6 andy { 06.12.14 at 12:36 pm }

Wow, I am envious of your summer organization. Liam is spending the summer at home with Hilary (alas, I still have to work) and I’m pretty sure the two of them will have very little structured time.

7 Sara { 06.12.14 at 2:40 pm }

We just returned from our first trip with our 6 month old twins to visit my grandparents, what should have been a 6 hour car drive turned into 10 hours. It was worth it for my granny to meet her great grandsons, something I have wanted for a long time.

I am a teacher and “off” for the summer I am trying to get them to nap at the same time 2x a day. The naps are not for me, I am worried that they will lose their daycare spot if I do not have them on a better schedule by August. We are also working on trying new purees this summer, all in all I think it will be a great summer, as long as my dog stops barking during nap time 🙂

8 Kacey { 06.12.14 at 8:38 pm }

We homeschool through most of the summer (I usually take the last week or two of August off to really deep clean/reorganize the house so we start fresh in September), but our day looks much like this year round. A couple hours of educational stuff in the morning (and more and more of it is app-based, my son (6) is OBSESSED with Presidents vs Aliens and had earned all the presidents within a week, I think. I call him Doris Kearns Goodwin now) and then freedom 🙂

9 Queenie { 06.12.14 at 9:27 pm }

Love the Summer Bridge book idea, and will be ordering the Pre-K one forthwith. (At first I thought you were literally teaching the children to play bridge for an hour a day!) I’m just now sorting out what the girls will do for the summer, and tomorrow is the last day of school.

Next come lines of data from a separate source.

//! Database access layer with connection pooling and migrations
//!
//! This module is organized by domain:
//! - `users` - Registration records and credential lookup
//! - `transactions` - Transaction CRUD
//! - `budgets` - Monthly budget upsert and listing
//! - `sessions` - Login sessions for the HTTP shell
//! - `seed` - Sample data for new users
//! - `reports` - Aggregate queries behind the dashboard charts
//! - `audit` - Audit log

use chrono::{DateTime, Utc};
use r2d2::{Pool, PooledConnection};
use r2d2_sqlite::SqliteConnectionManager;
use tracing::info;

use crate::error::{Error, Result};

mod audit;
mod budgets;
mod reports;
mod seed;
mod sessions;
mod transactions;
mod users;

pub use audit::AuditEntry;
pub use users::StoredCredentials;

pub type DbPool = Pool<SqliteConnectionManager>;
pub type DbConn = PooledConnection<SqliteConnectionManager>;

/// Environment variable for database encryption key
pub const DB_KEY_ENV: &str = "KOSH_DB_KEY";

/// Derive an encryption key from a passphrase using Argon2
///
/// Uses a fixed application salt so the same passphrase always produces the same key,
/// regardless of database path. This allows moving/renaming/restoring the database freely.
fn derive_key(passphrase: &str) -> Result<String> {
    use argon2::{password_hash::SaltString, Argon2, PasswordHasher};

    // Changing this would invalidate all existing encrypted databases
    const APP_SALT: &[u8; 16] = b"kosh-salt-v1-fix";

    let salt = SaltString::encode_b64(APP_SALT)
        .map_err(|e| Error::Encryption(format!("Failed to create salt: {}", e)))?;

    let hash = Argon2::default()
        .hash_password(passphrase.as_bytes(), &salt)
        .map_err(|e| Error::Encryption(format!("Failed to derive key: {}", e)))?;

    let hash_str = hash
        .hash
        .ok_or_else(|| Error::Encryption("No hash output".to_string()))?;
    Ok(hex::encode(hash_str.as_bytes()))
}

/// Parse a SQLite datetime string into a DateTime<Utc>
pub(crate) fn parse_datetime(s: &str) -> DateTime<Utc> {
    // SQLite stores as "YYYY-MM-DD HH:MM:SS" format
    chrono::NaiveDateTime::parse_from_str(s, "%Y-%m-%d %H:%M:%S")
        .map(|dt| dt.and_utc())
        .unwrap_or_else(|_| Utc::now())
}

/// Database wrapper with connection pooling
#[derive(Clone)]
pub struct Database {
    pool: DbPool,
    db_path: String,
    keyed: bool,
}

impl Database {
    /// Create a new database connection pool with encryption
    ///
    /// Requires `KOSH_DB_KEY` environment variable to be set.
    /// Returns an error if it is not; use `new_unencrypted()` for
    /// development/testing without encryption.
    pub fn new(path: &str) -> Result<Self> {
        match std::env::var(DB_KEY_ENV).ok() {
            Some(key) => Self::new_with_key(path, Some(&key)),
            None => Err(Error::Encryption(format!(
                "Database encryption required. Set {} environment variable with your passphrase, \
                or use --no-encrypt for unencrypted databases (not recommended for production).",
                DB_KEY_ENV
            ))),
        }
    }

    /// Create a new unencrypted database connection pool
    pub fn new_unencrypted(path: &str) -> Result<Self> {
        Self::new_with_key(path, None)
    }

    /// Create a new database with an explicit encryption key
    pub fn new_with_key(path: &str, passphrase: Option<&str>) -> Result<Self> {
        let key_pragma = match passphrase {
            Some(pass) => Some(format!("PRAGMA key = 'x\"{}\"';", derive_key(pass)?)),
            None => None,
        };

        // Foreign keys are a per-connection setting, so every pooled
        // connection gets it (after the key, which must come first)
        let manager = SqliteConnectionManager::file(path).with_init(move |conn| {
            if let Some(pragma) = &key_pragma {
                conn.execute_batch(pragma)?;
            }
            conn.execute_batch("PRAGMA foreign_keys = ON;")?;
            Ok(())
        });

        let pool = Pool::builder().max_size(10).build(manager)?;

        let db = Self {
            pool,
            db_path: path.to_string(),
            keyed: passphrase.is_some(),
        };
        db.run_migrations()?;

        Ok(db)
    }

    /// Get the path to the database file
    pub fn path(&self) -> &str {
        &self.db_path
    }

    /// Create a throwaway database (for testing)
    ///
    /// Note: Uses a temporary file rather than `:memory:` because each pooled
    /// connection would otherwise see its own empty database.
    pub fn in_memory() -> Result<Self> {
        use std::sync::atomic::{AtomicU64, Ordering};
        static COUNTER: AtomicU64 = AtomicU64::new(0);

        let id = COUNTER.fetch_add(1, Ordering::SeqCst);
        let path = std::env::temp_dir().join(format!("kosh_test_{}_{}.db", std::process::id(), id));
        let path = path.to_string_lossy().to_string();

        for suffix in ["", "-wal", "-shm"] {
            let _ = std::fs::remove_file(format!("{}{}", path, suffix));
        }

        Self::new_unencrypted(&path)
    }

    /// Check if the database is encrypted
    ///
    /// True only when this handle was opened with a key and SQLCipher is active.
    pub fn is_encrypted(&self) -> Result<bool> {
        if !self.keyed {
            return Ok(false);
        }
        let conn = self.conn()?;
        // SQLCipher sets cipher_version if encryption is active
        let result: rusqlite::Result<String> =
            conn.query_row("PRAGMA cipher_version;", [], |row| row.get(0));
        Ok(result.is_ok())
    }

    /// Get a connection from the pool
    pub fn conn(&self) -> Result<DbConn> {
        Ok(self.pool.get()?)
    }

    /// Run database migrations
    fn run_migrations(&self) -> Result<()> {
        let conn = self.conn()?;

        conn.execute_batch(
            r#"
            -- WAL mode: readers don't block writers
            PRAGMA journal_mode = WAL;
            PRAGMA synchronous = NORMAL;
            PRAGMA temp_store = MEMORY;

            -- Users
            CREATE TABLE IF NOT EXISTS users (
                username TEXT PRIMARY KEY,
                password_hash TEXT NOT NULL,               -- Argon2id PHC string
                name TEXT NOT NULL,
                created_at DATETIME DEFAULT CURRENT_TIMESTAMP
            );

            -- Transactions (income and expenses)
            CREATE TABLE IF NOT EXISTS transactions (
                id INTEGER PRIMARY KEY AUTOINCREMENT,
                username TEXT NOT NULL REFERENCES users(username) ON DELETE CASCADE,
                date DATE NOT NULL,
                amount REAL NOT NULL CHECK (amount >= 0),
                category TEXT NOT NULL,
                kind TEXT NOT NULL,                        -- Income or Expense
                description TEXT NOT NULL DEFAULT '',
                created_at DATETIME DEFAULT CURRENT_TIMESTAMP
            );

            CREATE INDEX IF NOT EXISTS idx_transactions_user_date ON transactions(username, date);

            -- Budgets (one row per user, category and month)
            CREATE TABLE IF NOT EXISTS budgets (
                id INTEGER PRIMARY KEY AUTOINCREMENT,
                username TEXT NOT NULL REFERENCES users(username) ON DELETE CASCADE,
                category TEXT NOT NULL,
                limit_amount REAL NOT NULL CHECK (limit_amount >= 0),
                month TEXT NOT NULL,                       -- YYYY-MM
                UNIQUE(username, category, month)
            );

            -- Sessions (only a digest of the token is stored)
            CREATE TABLE IF NOT EXISTS sessions (
                token_hash TEXT PRIMARY KEY,
                username TEXT NOT NULL REFERENCES users(username) ON DELETE CASCADE,
                created_at DATETIME DEFAULT CURRENT_TIMESTAMP,
                expires_at DATETIME NOT NULL
            );

            CREATE INDEX IF NOT EXISTS idx_sessions_username ON sessions(username);

            -- Audit log
            CREATE TABLE IF NOT EXISTS audit_log (
                id INTEGER PRIMARY KEY,
                timestamp DATETIME DEFAULT CURRENT_TIMESTAMP,
                username TEXT NOT NULL,
                action TEXT NOT NULL,
                entity_type TEXT,
                entity_id INTEGER,
                details TEXT
            );

            CREATE INDEX IF NOT EXISTS idx_audit_log_user ON audit_log(username, timestamp);
            "#,
        )?;

        info!("Database schema initialized");
        Ok(())
    }
}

It’s not so much them I’m worried about, as their father. There is a whole lot of energy between them, and they haven’t both been home with him full time in six months! I’m looking at summer day programs now, just for fun activities that will get them some exercise.

10 Erika { 06.13.14 at 12:25 am }

Math Zombies, math duel (they challenge each other), and Mayan multiplication were the favorite math apps in my third grade classroom this year 🙂

11 Aerotropolitan Comitissa { 06.13.14 at 12:54 pm }

Obnoxious voices! Everybody’s favourite. 🙂

Independent work is a wonderful thing, and so is breathing. Can I recommend Civ? It’s not exactly free but as far as I’ve been told the older versions are cheap (this is what A told me just after he bought an older version, so, check…)

Anyway, it’s obviously great for adults but what we’ve found is PB (6yo) really loves playing it, too, and then he gets into involved discussions about social policies and diplomatic strategising and supporting the arts.